**Work to be completed**
Count the lines below that contain the word "Predictor", and report only that number.

**Information supplied**
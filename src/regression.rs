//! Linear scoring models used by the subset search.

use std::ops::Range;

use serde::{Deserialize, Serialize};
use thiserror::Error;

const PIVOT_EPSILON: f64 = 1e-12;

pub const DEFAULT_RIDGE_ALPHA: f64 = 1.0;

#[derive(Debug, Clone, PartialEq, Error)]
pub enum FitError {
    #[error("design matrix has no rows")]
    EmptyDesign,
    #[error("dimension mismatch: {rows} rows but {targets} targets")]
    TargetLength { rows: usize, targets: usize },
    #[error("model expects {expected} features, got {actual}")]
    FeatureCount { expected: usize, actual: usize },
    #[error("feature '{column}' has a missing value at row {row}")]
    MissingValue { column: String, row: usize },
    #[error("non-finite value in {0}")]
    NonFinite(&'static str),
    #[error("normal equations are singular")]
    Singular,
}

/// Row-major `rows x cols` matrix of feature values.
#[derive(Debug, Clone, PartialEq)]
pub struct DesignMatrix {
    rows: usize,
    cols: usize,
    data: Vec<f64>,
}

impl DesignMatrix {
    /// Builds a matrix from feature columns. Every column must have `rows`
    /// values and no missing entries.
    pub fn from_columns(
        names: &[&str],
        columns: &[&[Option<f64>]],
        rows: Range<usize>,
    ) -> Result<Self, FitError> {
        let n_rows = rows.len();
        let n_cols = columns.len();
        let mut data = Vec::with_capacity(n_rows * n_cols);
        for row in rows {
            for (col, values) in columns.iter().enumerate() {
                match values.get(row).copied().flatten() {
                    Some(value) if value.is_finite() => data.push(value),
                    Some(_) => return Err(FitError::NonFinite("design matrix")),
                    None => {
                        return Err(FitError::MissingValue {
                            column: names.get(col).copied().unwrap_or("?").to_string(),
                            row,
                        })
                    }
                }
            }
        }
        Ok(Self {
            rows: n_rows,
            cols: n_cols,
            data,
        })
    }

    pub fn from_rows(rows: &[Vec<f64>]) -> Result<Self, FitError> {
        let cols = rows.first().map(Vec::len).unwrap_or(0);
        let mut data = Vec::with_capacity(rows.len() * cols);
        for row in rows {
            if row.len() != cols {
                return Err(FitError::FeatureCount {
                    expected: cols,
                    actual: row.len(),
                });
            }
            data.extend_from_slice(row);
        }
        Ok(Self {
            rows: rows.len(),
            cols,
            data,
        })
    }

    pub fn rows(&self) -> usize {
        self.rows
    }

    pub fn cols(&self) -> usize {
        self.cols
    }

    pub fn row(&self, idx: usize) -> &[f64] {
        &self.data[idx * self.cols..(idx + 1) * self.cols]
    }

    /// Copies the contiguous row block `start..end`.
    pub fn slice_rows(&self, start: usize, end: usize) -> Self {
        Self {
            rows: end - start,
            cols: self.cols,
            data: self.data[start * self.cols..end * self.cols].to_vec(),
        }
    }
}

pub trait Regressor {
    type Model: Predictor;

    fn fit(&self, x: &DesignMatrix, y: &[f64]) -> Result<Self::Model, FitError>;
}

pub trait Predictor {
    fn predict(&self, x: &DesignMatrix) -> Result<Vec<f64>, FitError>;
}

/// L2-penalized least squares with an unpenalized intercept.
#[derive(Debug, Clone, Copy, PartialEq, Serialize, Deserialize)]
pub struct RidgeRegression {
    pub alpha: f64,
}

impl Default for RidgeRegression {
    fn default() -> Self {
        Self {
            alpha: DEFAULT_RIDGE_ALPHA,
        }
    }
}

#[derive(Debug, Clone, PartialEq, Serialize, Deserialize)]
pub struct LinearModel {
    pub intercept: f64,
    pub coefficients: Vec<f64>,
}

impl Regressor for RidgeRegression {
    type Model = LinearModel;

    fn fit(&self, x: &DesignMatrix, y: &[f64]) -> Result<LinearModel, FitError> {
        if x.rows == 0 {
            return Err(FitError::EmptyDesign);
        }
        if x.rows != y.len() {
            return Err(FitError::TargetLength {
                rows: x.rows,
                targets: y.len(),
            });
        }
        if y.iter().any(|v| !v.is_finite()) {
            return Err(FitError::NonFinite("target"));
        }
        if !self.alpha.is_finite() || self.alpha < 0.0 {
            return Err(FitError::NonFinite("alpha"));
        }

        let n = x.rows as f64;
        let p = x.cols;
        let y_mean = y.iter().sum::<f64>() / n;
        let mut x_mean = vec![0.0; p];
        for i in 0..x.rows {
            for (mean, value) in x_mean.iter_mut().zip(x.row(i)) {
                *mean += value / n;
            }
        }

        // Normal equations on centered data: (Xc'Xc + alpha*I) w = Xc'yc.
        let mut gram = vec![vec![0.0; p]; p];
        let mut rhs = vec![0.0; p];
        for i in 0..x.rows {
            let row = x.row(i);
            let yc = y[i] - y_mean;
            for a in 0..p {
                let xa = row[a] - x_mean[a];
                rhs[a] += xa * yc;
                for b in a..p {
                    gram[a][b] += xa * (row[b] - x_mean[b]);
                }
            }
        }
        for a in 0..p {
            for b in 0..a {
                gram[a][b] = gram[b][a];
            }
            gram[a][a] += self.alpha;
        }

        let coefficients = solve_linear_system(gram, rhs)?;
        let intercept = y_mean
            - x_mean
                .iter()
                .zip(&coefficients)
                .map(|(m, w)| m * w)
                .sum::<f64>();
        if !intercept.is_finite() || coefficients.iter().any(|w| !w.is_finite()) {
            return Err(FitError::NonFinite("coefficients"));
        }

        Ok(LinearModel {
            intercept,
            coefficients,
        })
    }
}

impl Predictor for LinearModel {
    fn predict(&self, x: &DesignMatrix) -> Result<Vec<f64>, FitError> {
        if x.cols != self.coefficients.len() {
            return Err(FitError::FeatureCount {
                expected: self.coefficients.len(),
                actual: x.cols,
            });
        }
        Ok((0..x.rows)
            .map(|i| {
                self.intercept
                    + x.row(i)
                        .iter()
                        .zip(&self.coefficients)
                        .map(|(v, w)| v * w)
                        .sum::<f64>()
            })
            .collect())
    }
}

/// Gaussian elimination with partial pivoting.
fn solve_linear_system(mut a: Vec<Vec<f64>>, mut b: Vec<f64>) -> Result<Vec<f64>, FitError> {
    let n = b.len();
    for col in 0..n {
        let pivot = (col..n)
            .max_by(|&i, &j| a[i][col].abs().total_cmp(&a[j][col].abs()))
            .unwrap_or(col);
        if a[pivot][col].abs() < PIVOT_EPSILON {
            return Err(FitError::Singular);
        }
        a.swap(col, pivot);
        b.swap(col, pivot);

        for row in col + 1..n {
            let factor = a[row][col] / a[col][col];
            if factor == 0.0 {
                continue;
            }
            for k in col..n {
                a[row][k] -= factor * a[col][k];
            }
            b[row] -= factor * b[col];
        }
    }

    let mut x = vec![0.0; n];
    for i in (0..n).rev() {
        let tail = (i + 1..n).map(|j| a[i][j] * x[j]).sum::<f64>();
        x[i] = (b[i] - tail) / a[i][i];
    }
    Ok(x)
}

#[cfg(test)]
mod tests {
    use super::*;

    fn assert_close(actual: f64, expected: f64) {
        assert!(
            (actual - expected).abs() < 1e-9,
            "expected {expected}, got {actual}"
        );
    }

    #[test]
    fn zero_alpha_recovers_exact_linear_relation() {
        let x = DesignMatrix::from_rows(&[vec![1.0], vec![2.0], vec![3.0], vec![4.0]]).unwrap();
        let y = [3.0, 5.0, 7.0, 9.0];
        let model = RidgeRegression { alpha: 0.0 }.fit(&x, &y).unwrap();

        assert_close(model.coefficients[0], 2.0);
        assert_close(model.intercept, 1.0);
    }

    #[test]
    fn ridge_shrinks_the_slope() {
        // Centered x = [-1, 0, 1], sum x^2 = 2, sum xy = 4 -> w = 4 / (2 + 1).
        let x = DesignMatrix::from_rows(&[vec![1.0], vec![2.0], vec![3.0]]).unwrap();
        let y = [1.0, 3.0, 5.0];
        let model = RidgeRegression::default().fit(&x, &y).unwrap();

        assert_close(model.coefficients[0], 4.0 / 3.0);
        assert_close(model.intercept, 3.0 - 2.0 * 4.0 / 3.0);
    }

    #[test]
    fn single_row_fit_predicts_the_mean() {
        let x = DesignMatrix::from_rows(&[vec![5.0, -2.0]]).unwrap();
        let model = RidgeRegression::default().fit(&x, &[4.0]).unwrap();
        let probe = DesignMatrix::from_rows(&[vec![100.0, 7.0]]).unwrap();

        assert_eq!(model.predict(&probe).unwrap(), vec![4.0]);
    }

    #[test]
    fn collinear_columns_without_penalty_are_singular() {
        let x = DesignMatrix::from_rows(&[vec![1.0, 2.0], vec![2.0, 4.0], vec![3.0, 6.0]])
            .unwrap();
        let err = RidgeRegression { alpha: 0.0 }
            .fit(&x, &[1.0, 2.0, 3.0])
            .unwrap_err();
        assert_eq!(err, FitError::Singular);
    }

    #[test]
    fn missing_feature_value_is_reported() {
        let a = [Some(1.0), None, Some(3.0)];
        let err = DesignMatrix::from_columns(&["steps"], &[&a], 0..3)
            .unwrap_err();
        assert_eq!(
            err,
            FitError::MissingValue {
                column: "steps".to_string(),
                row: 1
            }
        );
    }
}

**Answer to the exercise**
3